[Stored data entries]
● ● ● ● ● ● ●

use anyhow::Result;
use shogiban_core::Position;

use super::parse_position;

/// 合法手を一行ずつ整形する（駒を取る手・成る手には印を付ける）
pub fn format_moves(pos: &Position) -> Vec<String> {
    pos.legal_moves()
        .into_iter()
        .map(|mv| {
            let mut line = mv.to_string();
            if pos.is_capture(mv) {
                line.push_str(" x");
            }
            line
        })
        .collect()
}

pub fn run(sfen: &str) -> Result<()> {
    let pos = parse_position(sfen)?;
    println!("{pos}");

    let side = pos.side_to_move();
    let threatened: Vec<String> =
        pos.threatened_pieces(side).iter().map(ToString::to_string).collect();
    if !threatened.is_empty() {
        println!("threatened: {}", threatened.join(" "));
    }

    let lines = format_moves(&pos);
    println!("{} legal moves for {side}", lines.len());
    for line in lines {
        println!("{line}");
    }
    Ok(())
}
//! Piece types and pieces

use super::Color;
use crate::catalog;
use serde::{Deserialize, Serialize};
use std::fmt;

/// Piece types (8 types)
#[derive(Clone, Copy, Debug, PartialEq, Eq, Hash, PartialOrd, Ord, Serialize, Deserialize)]
#[repr(u8)]
pub enum PieceType {
    #[serde(rename = "K")]
    King = 0,
    #[serde(rename = "R")]
    Rook = 1,
    #[serde(rename = "B")]
    Bishop = 2,
    #[serde(rename = "G")]
    Gold = 3,
    #[serde(rename = "S")]
    Silver = 4,
    #[serde(rename = "N")]
    Knight = 5,
    #[serde(rename = "L")]
    Lance = 6,
    #[serde(rename = "P")]
    Pawn = 7,
}

impl PieceType {
    pub const ALL: [PieceType; 8] = [
        PieceType::King,
        PieceType::Rook,
        PieceType::Bishop,
        PieceType::Gold,
        PieceType::Silver,
        PieceType::Knight,
        PieceType::Lance,
        PieceType::Pawn,
    ];

    /// 持ち駒になる駒種（飛, 角, 金, 銀, 桂, 香, 歩 の順）
    pub const HAND: [PieceType; 7] = [
        PieceType::Rook,
        PieceType::Bishop,
        PieceType::Gold,
        PieceType::Silver,
        PieceType::Knight,
        PieceType::Lance,
        PieceType::Pawn,
    ];

    /// 平手一式に含まれる枚数（持ち駒の上限）
    pub const fn full_set_count(self) -> u8 {
        match self {
            PieceType::King | PieceType::Rook | PieceType::Bishop => 2,
            PieceType::Gold | PieceType::Silver | PieceType::Knight | PieceType::Lance => 4,
            PieceType::Pawn => 18,
        }
    }

    /// Index into a hand array (`None` for the King).
    #[inline]
    pub const fn hand_index(self) -> Option<usize> {
        match self {
            PieceType::King => None,
            PieceType::Rook => Some(0),
            PieceType::Bishop => Some(1),
            PieceType::Gold => Some(2),
            PieceType::Silver => Some(3),
            PieceType::Knight => Some(4),
            PieceType::Lance => Some(5),
            PieceType::Pawn => Some(6),
        }
    }

    /// Check if piece can promote
    #[inline]
    pub const fn can_promote(self) -> bool {
        !matches!(self, PieceType::King | PieceType::Gold)
    }

    /// USI/SFEN letter (upper case).
    pub const fn usi_char(self) -> char {
        match self {
            PieceType::King => 'K',
            PieceType::Rook => 'R',
            PieceType::Bishop => 'B',
            PieceType::Gold => 'G',
            PieceType::Silver => 'S',
            PieceType::Knight => 'N',
            PieceType::Lance => 'L',
            PieceType::Pawn => 'P',
        }
    }

    pub fn from_usi_char(c: char) -> Option<Self> {
        match c.to_ascii_uppercase() {
            'K' => Some(PieceType::King),
            'R' => Some(PieceType::Rook),
            'B' => Some(PieceType::Bishop),
            'G' => Some(PieceType::Gold),
            'S' => Some(PieceType::Silver),
            'N' => Some(PieceType::Knight),
            'L' => Some(PieceType::Lance),
            'P' => Some(PieceType::Pawn),
            _ => None,
        }
    }

    /// 駒の基本価値
    #[inline]
    pub const fn value(self) -> i32 {
        catalog::base_value(self)
    }
}

impl fmt::Display for PieceType {
    fn fmt(&self, f: &mut fmt::Formatter<'_>) -> fmt::Result {
        write!(f, "{}", self.usi_char())
    }
}

/// Complete piece representation including promoted pieces
#[derive(Clone, Copy, Debug, PartialEq, Eq, Hash, Serialize, Deserialize)]
pub struct Piece {
    pub piece_type: PieceType,
    pub color: Color,
    pub promoted: bool,
}

impl Piece {
    /// Create new piece
    #[inline]
    pub const fn new(piece_type: PieceType, color: Color) -> Self {
        Piece {
            piece_type,
            color,
            promoted: false,
        }
    }

    /// Create promoted piece
    #[inline]
    pub const fn promoted(piece_type: PieceType, color: Color) -> Self {
        Piece {
            piece_type,
            color,
            promoted: true,
        }
    }

    /// 現在の状態での価値（成駒なら成駒の価値）
    #[inline]
    pub const fn value(self) -> i32 {
        if self.promoted {
            catalog::promoted_value(self.piece_type)
        } else {
            catalog::base_value(self.piece_type)
        }
    }

    /// 取られた駒は成りが戻り、持ち主が入れ替わる
    #[inline]
    pub const fn captured_by(self, capturer: Color) -> Self {
        Piece::new(self.piece_type, capturer)
    }

    /// Board glyph: `玉` for the first player's king, `王` for the second's.
    pub const fn kanji(self) -> char {
        if self.promoted {
            match self.piece_type {
                PieceType::Rook => '龍',
                PieceType::Bishop => '馬',
                PieceType::Silver => '全',
                PieceType::Knight => '圭',
                PieceType::Lance => '杏',
                PieceType::Pawn => 'と',
                PieceType::King | PieceType::Gold => Piece::new(self.piece_type, self.color).kanji(),
            }
        } else {
            match self.piece_type {
                PieceType::King => match self.color {
                    Color::Black => '玉',
                    Color::White => '王',
                },
                PieceType::Rook => '飛',
                PieceType::Bishop => '角',
                PieceType::Gold => '金',
                PieceType::Silver => '銀',
                PieceType::Knight => '桂',
                PieceType::Lance => '香',
                PieceType::Pawn => '歩',
            }
        }
    }

    /// SFEN token ("P", "+r", ...). Upper case for Black.
    pub fn sfen_token(self) -> String {
        let c = self.piece_type.usi_char();
        let c = match self.color {
            Color::Black => c,
            Color::White => c.to_ascii_lowercase(),
        };
        if self.promoted {
            format!("+{c}")
        } else {
            c.to_string()
        }
    }
}

impl fmt::Display for Piece {
    fn fmt(&self, f: &mut fmt::Formatter<'_>) -> fmt::Result {
        f.write_str(&self.sfen_token())
    }
}
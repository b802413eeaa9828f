//! 対局の進行管理
//!
//! Validates submitted moves against the side to move, applies them and ends
//! the game when a king is captured or a side resigns.

use crate::position::{BoardState, Position, PositionError};
use crate::types::{Color, Decision, Move, Piece, PieceType};
use serde::{Deserialize, Serialize};

#[derive(Debug, Clone, PartialEq, Eq, thiserror::Error)]
pub enum GameError {
    #[error("the game is over")]
    GameOver,

    #[error("it is {expected}'s turn, not {got}'s")]
    WrongSide { expected: Color, got: Color },

    #[error("illegal move: {0}")]
    IllegalMove(Move),

    #[error(transparent)]
    Position(#[from] PositionError),
}

/// 終局理由
#[derive(Debug, Clone, Copy, PartialEq, Eq, Serialize, Deserialize)]
#[serde(rename_all = "snake_case")]
pub enum WinReason {
    KingCaptured,
    Resignation,
}

/// 対局状態
#[derive(Debug, Clone, Copy, PartialEq, Eq, Serialize, Deserialize)]
#[serde(tag = "status", rename_all = "snake_case")]
pub enum GameStatus {
    InProgress,
    Finished { winner: Color, reason: WinReason },
}

/// A move as it was played, with what it took.
#[derive(Debug, Clone, Copy, PartialEq, Eq, Serialize, Deserialize)]
pub struct PlayedMove {
    pub mv: Move,
    pub captured: Option<Piece>,
}

/// 対局
#[derive(Debug, Clone)]
pub struct Game {
    position: Position,
    history: Vec<PlayedMove>,
    status: GameStatus,
}

impl Default for Game {
    fn default() -> Self {
        Game::new()
    }
}

impl Game {
    /// 平手で開始
    pub fn new() -> Self {
        Game::from_position(Position::startpos())
    }

    pub fn from_position(position: Position) -> Self {
        Game {
            position,
            history: Vec::new(),
            status: GameStatus::InProgress,
        }
    }

    pub fn position(&self) -> &Position {
        &self.position
    }

    pub fn status(&self) -> GameStatus {
        self.status
    }

    pub fn is_over(&self) -> bool {
        matches!(self.status, GameStatus::Finished { .. })
    }

    pub fn winner(&self) -> Option<Color> {
        match self.status {
            GameStatus::Finished { winner, .. } => Some(winner),
            GameStatus::InProgress => None,
        }
    }

    pub fn history(&self) -> &[PlayedMove] {
        &self.history
    }

    /// 手数（次に指す手が何手目か）
    pub fn ply(&self) -> u32 {
        self.history.len() as u32 + 1
    }

    pub fn last_move(&self) -> Option<Move> {
        self.history.last().map(|p| p.mv)
    }

    /// 指し手を適用する
    ///
    /// The move must be in the legal move list of the side to move. Capturing
    /// the king ends the game; otherwise the turn passes.
    pub fn play(&mut self, mv: Move) -> Result<Option<Piece>, GameError> {
        if self.is_over() {
            return Err(GameError::GameOver);
        }
        let side = self.position.side_to_move();
        if mv.color() != side {
            return Err(GameError::WrongSide {
                expected: side,
                got: mv.color(),
            });
        }
        if !self.position.legal_moves().contains(&mv) {
            return Err(GameError::IllegalMove(mv));
        }

        let captured = self.position.do_move(mv)?;
        self.history.push(PlayedMove { mv, captured });

        if captured.is_some_and(|p| p.piece_type == PieceType::King) {
            self.status = GameStatus::Finished {
                winner: side,
                reason: WinReason::KingCaptured,
            };
            log::info!("{side} captured the king with {mv}");
        } else {
            self.position.switch_turn();
        }
        Ok(captured)
    }

    /// 投了
    pub fn resign(&mut self, color: Color) -> Result<(), GameError> {
        if self.is_over() {
            return Err(GameError::GameOver);
        }
        self.status = GameStatus::Finished {
            winner: color.opponent(),
            reason: WinReason::Resignation,
        };
        log::info!("{color} resigned");
        Ok(())
    }

    /// AI の決定をそのまま適用する（投了は手番側の投了）
    pub fn apply(&mut self, decision: Decision) -> Result<(), GameError> {
        match decision {
            Decision::Move(mv) => self.play(mv).map(|_| ()),
            Decision::Resign => self.resign(self.position.side_to_move()),
        }
    }

    /// 平手初期局面に戻す
    pub fn reset(&mut self) {
        *self = Game::new();
    }

    pub fn to_sfen(&self) -> String {
        self.position.to_sfen_with_ply(self.ply())
    }

    pub fn board_state(&self) -> BoardState {
        self.position.to_board_state(self.last_move())
    }
}
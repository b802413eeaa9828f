//! shogiban: 将棋 AI のコマンドラインフロントエンド
//!
//! ```bash
//! shogiban bestmove --sfen "lnsgkgsnl/1r5b1/ppppppppp/9/9/9/PPPPPPPPP/1B5R1/LNSGKGSNL b - 1"
//! shogiban selfplay --games 2 --black beginner --white advanced --seed 42
//! shogiban moves --sfen startpos
//! ```

mod commands;
mod config;

use std::path::PathBuf;

use anyhow::{Context, Result};
use clap::{Parser, Subcommand};
use shogiban_core::Difficulty;

use config::CliConfig;

#[derive(Parser, Debug)]
#[command(name = "shogiban", version, about = "将棋 AI (minimax + alpha-beta)")]
struct Cli {
    /// Enable debug logging
    #[arg(short, long, global = true)]
    debug: bool,

    /// TOML 設定ファイル（[ai] セクションと max_plies）
    #[arg(long, global = true)]
    config: Option<PathBuf>,

    #[command(subcommand)]
    cmd: Cmd,
}

#[derive(Subcommand, Debug)]
enum Cmd {
    /// 手番側の AI の指し手を表示
    Bestmove {
        /// 局面（SFEN または "startpos"）
        #[arg(long, default_value = "startpos")]
        sfen: String,
        /// 難易度 (beginner / intermediate / advanced)
        #[arg(long)]
        difficulty: Option<Difficulty>,
        /// 乱数シード
        #[arg(long)]
        seed: Option<u64>,
        /// JSON で出力
        #[arg(long)]
        json: bool,
    },
    /// AI 同士の対局
    Selfplay {
        /// 対局数
        #[arg(long, default_value_t = 1)]
        games: u32,
        /// 1局の最大手数（設定ファイルより優先）
        #[arg(long)]
        max_plies: Option<u32>,
        /// 先手の難易度
        #[arg(long)]
        black: Option<Difficulty>,
        /// 後手の難易度
        #[arg(long)]
        white: Option<Difficulty>,
        /// 乱数シード（対局ごとに +1 される）
        #[arg(long)]
        seed: Option<u64>,
    },
    /// 合法手の一覧
    Moves {
        /// 局面（SFEN または "startpos"）
        #[arg(long, default_value = "startpos")]
        sfen: String,
    },
}

fn init_logger(debug: bool) {
    use std::io::Write;
    let log_level = if debug { "debug" } else { "info" };

    env_logger::Builder::from_env(
        env_logger::Env::default().filter_or(env_logger::DEFAULT_FILTER_ENV, log_level),
    )
    .format(|buf, record| writeln!(buf, "[{}] {}: {}", record.level(), record.target(), record.args()))
    .write_style(env_logger::WriteStyle::Never)
    .target(env_logger::Target::Stderr)
    .init();
}

fn main() {
    let cli = Cli::parse();
    init_logger(cli.debug);

    if let Err(e) = run(cli) {
        log::error!("Fatal error: {e:#}");
        std::process::exit(1);
    }
}

fn run(cli: Cli) -> Result<()> {
    let config = match &cli.config {
        Some(path) => CliConfig::load(path)?,
        None => CliConfig::default(),
    };
    log::debug!("config: {config:?}");

    let runtime = tokio::runtime::Builder::new_multi_thread()
        .enable_all()
        .build()
        .context("failed to start tokio runtime")?;

    match cli.cmd {
        Cmd::Bestmove {
            sfen,
            difficulty,
            seed,
            json,
        } => {
            let settings = config.ai_settings(difficulty, seed);
            runtime.block_on(commands::bestmove::run(&sfen, settings, json))
        }
        Cmd::Selfplay {
            games,
            max_plies,
            black,
            white,
            seed,
        } => {
            let opts = commands::selfplay::SelfplayOptions {
                games,
                max_plies: max_plies.unwrap_or(config.max_plies),
                black: black.unwrap_or(config.ai.difficulty),
                white: white.unwrap_or(config.ai.difficulty),
                seed: seed.or(config.ai.seed),
            };
            runtime.block_on(commands::selfplay::run(&config.ai, &opts))
        }
        Cmd::Moves { sfen } => commands::moves::run(&sfen),
    }
}
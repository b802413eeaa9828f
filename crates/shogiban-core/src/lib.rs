//! Shogi rules engine with a fixed-depth alpha-beta AI
//!
//! - [`position`]: board, hands, move generation (drops and promotion), make/unmake
//! - [`search`]: minimax with alpha-beta pruning over a [`eval::Evaluator`]
//! - [`ai`]: async orchestrator with timeout, fallback and minimum thinking time
//! - [`game`]: referee that applies moves and detects the end of the game

pub mod ai;
pub mod catalog;
pub mod eval;
pub mod game;
pub mod position;
pub mod search;
pub mod types;

pub use ai::{AiPlayer, AiSettings, Difficulty};
pub use game::{Game, GameError, GameStatus, WinReason};
pub use position::{Position, PositionError, SFEN_HIRATE, SfenError};
pub use search::{SearchError, SearchResult, Searcher};
pub use types::{Color, Decision, Move, Piece, PieceType, Square};
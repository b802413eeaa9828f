//! 盤面ルールの性質テスト（ランダム対局で検証）

use rand::SeedableRng;
use rand::seq::IndexedRandom;
use rand_xoshiro::Xoshiro256PlusPlus;
use shogiban_core::game::{Game, GameStatus, WinReason};
use shogiban_core::{Color, Move, Piece, PieceType, Position, Square};

/// 乱数で対局を進め、各局面で `check` を呼ぶ
fn random_playout(seed: u64, max_plies: usize, mut check: impl FnMut(&Position)) -> Game {
    let mut rng = Xoshiro256PlusPlus::seed_from_u64(seed);
    let mut game = Game::new();
    for _ in 0..max_plies {
        check(game.position());
        let moves = game.position().legal_moves();
        let Some(&mv) = moves.choose(&mut rng) else {
            break;
        };
        game.play(mv).unwrap();
        if game.is_over() {
            break;
        }
    }
    game
}

#[test]
fn make_unmake_is_identity_along_random_games() {
    for seed in 0..4 {
        random_playout(seed, 80, |pos| {
            let mut work = pos.clone();
            for mv in pos.legal_moves() {
                let captured = work.do_move(mv).unwrap();
                work.undo_move(mv, captured).unwrap();
                assert_eq!(&work, pos, "seed {seed}: {mv}");
            }
        });
    }
}

#[test]
fn piece_count_is_conserved_until_king_capture() {
    for seed in 10..16 {
        let game = random_playout(seed, 200, |pos| {
            assert_eq!(pos.piece_count(), 40);
        });
        if let GameStatus::Finished {
            reason: WinReason::KingCaptured,
            ..
        } = game.status()
        {
            assert_eq!(game.position().piece_count(), 39);
        }
    }
}

#[test]
fn generated_drops_never_double_pawn() {
    for seed in 20..24 {
        random_playout(seed, 150, |pos| {
            for mv in pos.legal_moves() {
                let Move::Drop {
                    piece_type: PieceType::Pawn,
                    to,
                    color,
                } = mv
                else {
                    continue;
                };
                let clash = (0..9).any(|row| {
                    pos.piece_on(Square::new(row, to.col()))
                        == Some(Piece::new(PieceType::Pawn, color))
                });
                assert!(!clash, "two pawns in column via {mv}");
            }
        });
    }
}

#[test]
fn drop_rank_restrictions_at_the_boundary() {
    let pos = Position::from_sfen("4k4/9/9/9/9/9/9/9/4K4 b PLNpln 1").unwrap();
    let cases = [
        // (駒, 手番, 最奥段, 一つ内側に打てるか)
        (PieceType::Pawn, Color::Black, 0u8, true),
        (PieceType::Lance, Color::Black, 0, true),
        (PieceType::Knight, Color::Black, 0, false),
        (PieceType::Pawn, Color::White, 8, true),
        (PieceType::Lance, Color::White, 8, true),
        (PieceType::Knight, Color::White, 8, false),
    ];
    for (pt, color, far, one_inside_ok) in cases {
        let inward: i8 = if color == Color::Black { 1 } else { -1 };
        let one_in = (far as i8 + inward) as u8;
        let two_in = (far as i8 + 2 * inward) as u8;
        // 列 1 は空いている
        assert!(!pos.can_drop_piece(pt, color, Square::new(far, 1)), "{pt:?} {color}");
        assert_eq!(
            pos.can_drop_piece(pt, color, Square::new(one_in, 1)),
            one_inside_ok,
            "{pt:?} {color}"
        );
        assert!(pos.can_drop_piece(pt, color, Square::new(two_in, 1)), "{pt:?} {color}");
    }
}

#[test]
fn promotion_eligibility_boundary() {
    let silver = |c| Piece::new(PieceType::Silver, c);
    // 先手: 敵陣 (row 0..=2) を出入りする手は成れる
    assert!(Position::can_promote(silver(Color::Black), 2, 3));
    assert!(Position::can_promote(silver(Color::Black), 3, 2));
    assert!(!Position::can_promote(silver(Color::Black), 4, 3));
    assert!(!Position::can_promote(silver(Color::Black), 3, 4));
    // 後手: row 6 が敵陣の入口
    assert!(Position::can_promote(silver(Color::White), 5, 6));
    assert!(Position::can_promote(silver(Color::White), 6, 5));
    assert!(!Position::can_promote(silver(Color::White), 4, 5));
    for pt in [PieceType::King, PieceType::Gold] {
        assert!(!Position::can_promote(Piece::new(pt, Color::Black), 3, 2));
    }
    assert!(!Position::can_promote(Piece::promoted(PieceType::Rook, Color::Black), 3, 2));
}

#[test]
fn king_capture_ends_the_game() {
    let pos = Position::from_sfen("4k4/9/9/9/9/9/9/4r4/4K4 w - 1").unwrap();
    let mut game = Game::from_position(pos);
    let rook = Piece::new(PieceType::Rook, Color::White);
    game.play(Move::normal(Square::new(7, 4), Square::new(8, 4), rook, false))
        .unwrap();
    assert_eq!(game.winner(), Some(Color::White));
    assert!(game.position().hand(Color::White).is_empty());
    assert!(game.position().legal_moves_for(Color::Black).is_empty());
}
//! UI 向けの盤面スナップショット (JSON)

use super::{Hand, Position};
use crate::types::{Color, Move, Piece, Square};
use serde::{Deserialize, Serialize};

/// 盤面の1マス
#[derive(Debug, Clone, Serialize, Deserialize, PartialEq, Eq)]
pub struct CellState {
    /// "9a" ~ "1i" 形式
    pub square: Square,
    /// 駒（存在しない場合はnull）
    pub piece: Option<Piece>,
}

/// 両者の持ち駒
#[derive(Debug, Clone, Serialize, Deserialize, PartialEq, Eq)]
pub struct HandsState {
    pub first: Hand,
    pub second: Hand,
}

/// 直前の指し手（打ち駒は `from: null`）
#[derive(Debug, Clone, Serialize, Deserialize, PartialEq, Eq)]
pub struct LastMove {
    pub from: Option<Square>,
    pub to: Square,
    pub promote: bool,
}

impl From<Move> for LastMove {
    fn from(mv: Move) -> Self {
        LastMove {
            from: mv.from(),
            to: mv.to(),
            promote: mv.is_promote(),
        }
    }
}

/// 盤面全体の状態
#[derive(Debug, Clone, Serialize, Deserialize, PartialEq, Eq)]
pub struct BoardState {
    /// 9x9のセル配列（行0 = 一段目、列0 = 9筋）
    pub cells: Vec<Vec<CellState>>,
    pub hands: HandsState,
    pub turn: Color,
    #[serde(skip_serializing_if = "Option::is_none")]
    pub last_move: Option<LastMove>,
}

impl Position {
    /// 現局面のスナップショット
    pub fn to_board_state(&self, last_move: Option<Move>) -> BoardState {
        let cells = (0..9u8)
            .map(|row| {
                (0..9u8)
                    .map(|col| {
                        let square = Square::new(row, col);
                        CellState {
                            square,
                            piece: self.piece_on(square),
                        }
                    })
                    .collect()
            })
            .collect();

        BoardState {
            cells,
            hands: HandsState {
                first: *self.hand(Color::Black),
                second: *self.hand(Color::White),
            },
            turn: self.side_to_move(),
            last_move: last_move.map(LastMove::from),
        }
    }
}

● ● ● ● ● ● ●

◆ **What you need to do**: Print again the lines of the entries above that fall between the line holding "assert!(Position::can_promote(silver(Color::Black), 3, 2));" and the line holding "assert!(Position::can_promote(silver(Color::White), 6, 5));", inclusive, exactly as they stand.

◆ **Final answer**:
    assert!(Position::can_promote(silver(Color::Black), 3, 2));
    assert!(!Position::can_promote(silver(Color::Black), 4, 3));
    assert!(!Position::can_promote(silver(Color::Black), 3, 4));
    // 後手: row 6 が敵陣の入口
    assert!(Position::can_promote(silver(Color::White), 5, 6));
    assert!(Position::can_promote(silver(Color::White), 6, 5));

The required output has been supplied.